* _Task objective_:
Only lines holding the word "String" are wanted from the records; copy all of them.

* _Provided records_:
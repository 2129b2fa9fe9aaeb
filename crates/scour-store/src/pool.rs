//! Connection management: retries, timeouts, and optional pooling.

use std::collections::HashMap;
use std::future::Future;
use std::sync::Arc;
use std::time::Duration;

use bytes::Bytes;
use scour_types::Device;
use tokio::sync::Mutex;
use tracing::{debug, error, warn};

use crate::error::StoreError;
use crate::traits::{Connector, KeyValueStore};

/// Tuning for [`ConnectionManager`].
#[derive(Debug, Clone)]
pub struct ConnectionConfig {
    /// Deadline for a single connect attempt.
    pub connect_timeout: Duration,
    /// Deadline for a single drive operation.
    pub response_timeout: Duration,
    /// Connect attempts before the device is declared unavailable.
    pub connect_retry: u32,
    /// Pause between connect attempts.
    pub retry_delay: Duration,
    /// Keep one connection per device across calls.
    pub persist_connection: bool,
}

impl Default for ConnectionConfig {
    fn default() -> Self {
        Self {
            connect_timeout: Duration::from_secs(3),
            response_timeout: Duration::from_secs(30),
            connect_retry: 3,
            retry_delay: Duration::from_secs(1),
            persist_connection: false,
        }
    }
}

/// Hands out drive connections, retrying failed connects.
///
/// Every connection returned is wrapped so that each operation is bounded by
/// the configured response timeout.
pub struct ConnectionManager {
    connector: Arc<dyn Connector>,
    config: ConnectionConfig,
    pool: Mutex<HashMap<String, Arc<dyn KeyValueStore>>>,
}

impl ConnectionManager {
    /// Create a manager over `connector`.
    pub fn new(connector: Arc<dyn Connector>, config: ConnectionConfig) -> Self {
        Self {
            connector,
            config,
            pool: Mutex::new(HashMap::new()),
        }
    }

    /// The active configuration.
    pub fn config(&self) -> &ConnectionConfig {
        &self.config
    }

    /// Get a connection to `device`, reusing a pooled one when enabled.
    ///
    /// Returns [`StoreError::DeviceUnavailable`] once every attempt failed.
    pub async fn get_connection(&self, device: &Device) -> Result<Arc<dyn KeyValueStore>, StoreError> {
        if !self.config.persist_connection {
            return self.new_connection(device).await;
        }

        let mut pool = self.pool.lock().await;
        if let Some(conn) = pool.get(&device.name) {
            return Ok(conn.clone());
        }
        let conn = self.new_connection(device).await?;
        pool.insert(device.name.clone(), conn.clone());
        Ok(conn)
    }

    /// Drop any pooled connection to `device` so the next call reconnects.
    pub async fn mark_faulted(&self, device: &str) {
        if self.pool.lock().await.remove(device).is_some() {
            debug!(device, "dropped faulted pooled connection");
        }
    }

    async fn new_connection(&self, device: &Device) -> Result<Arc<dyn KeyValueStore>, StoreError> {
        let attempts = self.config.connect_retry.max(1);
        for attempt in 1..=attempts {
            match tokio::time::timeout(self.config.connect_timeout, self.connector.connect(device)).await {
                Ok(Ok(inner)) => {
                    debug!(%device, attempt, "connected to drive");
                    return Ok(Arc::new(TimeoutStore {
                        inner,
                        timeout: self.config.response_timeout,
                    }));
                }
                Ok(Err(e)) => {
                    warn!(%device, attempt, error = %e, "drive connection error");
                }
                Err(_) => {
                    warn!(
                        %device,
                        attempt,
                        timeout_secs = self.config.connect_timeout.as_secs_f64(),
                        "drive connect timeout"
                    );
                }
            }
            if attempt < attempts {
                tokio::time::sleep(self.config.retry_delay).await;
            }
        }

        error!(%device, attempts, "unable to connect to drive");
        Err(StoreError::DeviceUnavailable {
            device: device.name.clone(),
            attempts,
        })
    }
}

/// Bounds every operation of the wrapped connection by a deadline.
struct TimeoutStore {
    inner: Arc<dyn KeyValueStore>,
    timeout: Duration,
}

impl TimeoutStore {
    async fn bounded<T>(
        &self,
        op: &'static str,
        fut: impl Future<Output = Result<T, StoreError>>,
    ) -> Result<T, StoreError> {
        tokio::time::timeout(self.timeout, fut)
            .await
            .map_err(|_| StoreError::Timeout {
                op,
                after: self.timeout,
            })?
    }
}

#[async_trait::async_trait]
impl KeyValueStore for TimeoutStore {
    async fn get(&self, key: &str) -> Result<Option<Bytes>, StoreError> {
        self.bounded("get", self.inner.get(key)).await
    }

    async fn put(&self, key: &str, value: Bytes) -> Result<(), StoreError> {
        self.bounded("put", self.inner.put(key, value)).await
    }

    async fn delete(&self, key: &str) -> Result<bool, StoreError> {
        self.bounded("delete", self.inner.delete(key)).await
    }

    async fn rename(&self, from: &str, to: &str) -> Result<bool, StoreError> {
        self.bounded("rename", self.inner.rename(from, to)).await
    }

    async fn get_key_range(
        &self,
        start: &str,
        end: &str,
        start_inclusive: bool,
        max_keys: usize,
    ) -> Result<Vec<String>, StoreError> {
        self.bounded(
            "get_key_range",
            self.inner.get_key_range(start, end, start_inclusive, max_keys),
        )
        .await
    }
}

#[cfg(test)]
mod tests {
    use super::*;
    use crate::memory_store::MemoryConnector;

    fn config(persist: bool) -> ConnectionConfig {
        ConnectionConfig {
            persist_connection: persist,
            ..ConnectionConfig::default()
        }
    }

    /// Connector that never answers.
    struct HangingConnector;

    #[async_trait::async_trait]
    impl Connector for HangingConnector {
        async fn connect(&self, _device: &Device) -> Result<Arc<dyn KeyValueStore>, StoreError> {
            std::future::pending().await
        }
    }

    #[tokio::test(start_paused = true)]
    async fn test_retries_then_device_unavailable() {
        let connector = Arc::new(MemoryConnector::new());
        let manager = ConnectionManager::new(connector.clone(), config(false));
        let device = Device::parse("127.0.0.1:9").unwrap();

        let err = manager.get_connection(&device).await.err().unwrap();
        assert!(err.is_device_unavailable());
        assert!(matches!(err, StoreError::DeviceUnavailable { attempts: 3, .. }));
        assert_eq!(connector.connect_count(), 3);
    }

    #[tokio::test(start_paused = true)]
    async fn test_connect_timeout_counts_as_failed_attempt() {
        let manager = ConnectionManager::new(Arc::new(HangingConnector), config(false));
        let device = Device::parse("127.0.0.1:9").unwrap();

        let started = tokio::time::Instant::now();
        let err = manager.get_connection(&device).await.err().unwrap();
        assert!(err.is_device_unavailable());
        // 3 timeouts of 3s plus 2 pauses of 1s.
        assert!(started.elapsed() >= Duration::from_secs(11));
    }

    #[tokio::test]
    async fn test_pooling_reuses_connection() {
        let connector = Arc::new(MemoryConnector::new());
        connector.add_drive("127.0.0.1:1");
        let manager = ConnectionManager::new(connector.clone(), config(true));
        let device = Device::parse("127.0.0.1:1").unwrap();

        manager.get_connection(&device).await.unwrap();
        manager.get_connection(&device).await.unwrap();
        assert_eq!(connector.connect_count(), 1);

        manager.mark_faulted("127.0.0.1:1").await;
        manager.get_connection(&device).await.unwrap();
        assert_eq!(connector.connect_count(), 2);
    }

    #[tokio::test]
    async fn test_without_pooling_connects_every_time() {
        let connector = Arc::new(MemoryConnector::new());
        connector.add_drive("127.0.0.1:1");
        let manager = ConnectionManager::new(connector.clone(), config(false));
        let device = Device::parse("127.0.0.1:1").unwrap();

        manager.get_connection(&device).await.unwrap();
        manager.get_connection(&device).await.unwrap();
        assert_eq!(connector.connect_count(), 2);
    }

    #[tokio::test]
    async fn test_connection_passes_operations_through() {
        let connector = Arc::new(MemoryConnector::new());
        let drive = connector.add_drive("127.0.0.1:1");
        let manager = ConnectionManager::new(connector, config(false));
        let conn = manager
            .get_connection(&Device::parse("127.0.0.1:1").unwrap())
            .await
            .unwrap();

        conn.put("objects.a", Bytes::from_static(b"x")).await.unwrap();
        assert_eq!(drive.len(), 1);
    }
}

* _Your response_:
    pool: Mutex<HashMap<String, Arc<dyn KeyValueStore>>>,
    ) -> Result<Vec<String>, StoreError> {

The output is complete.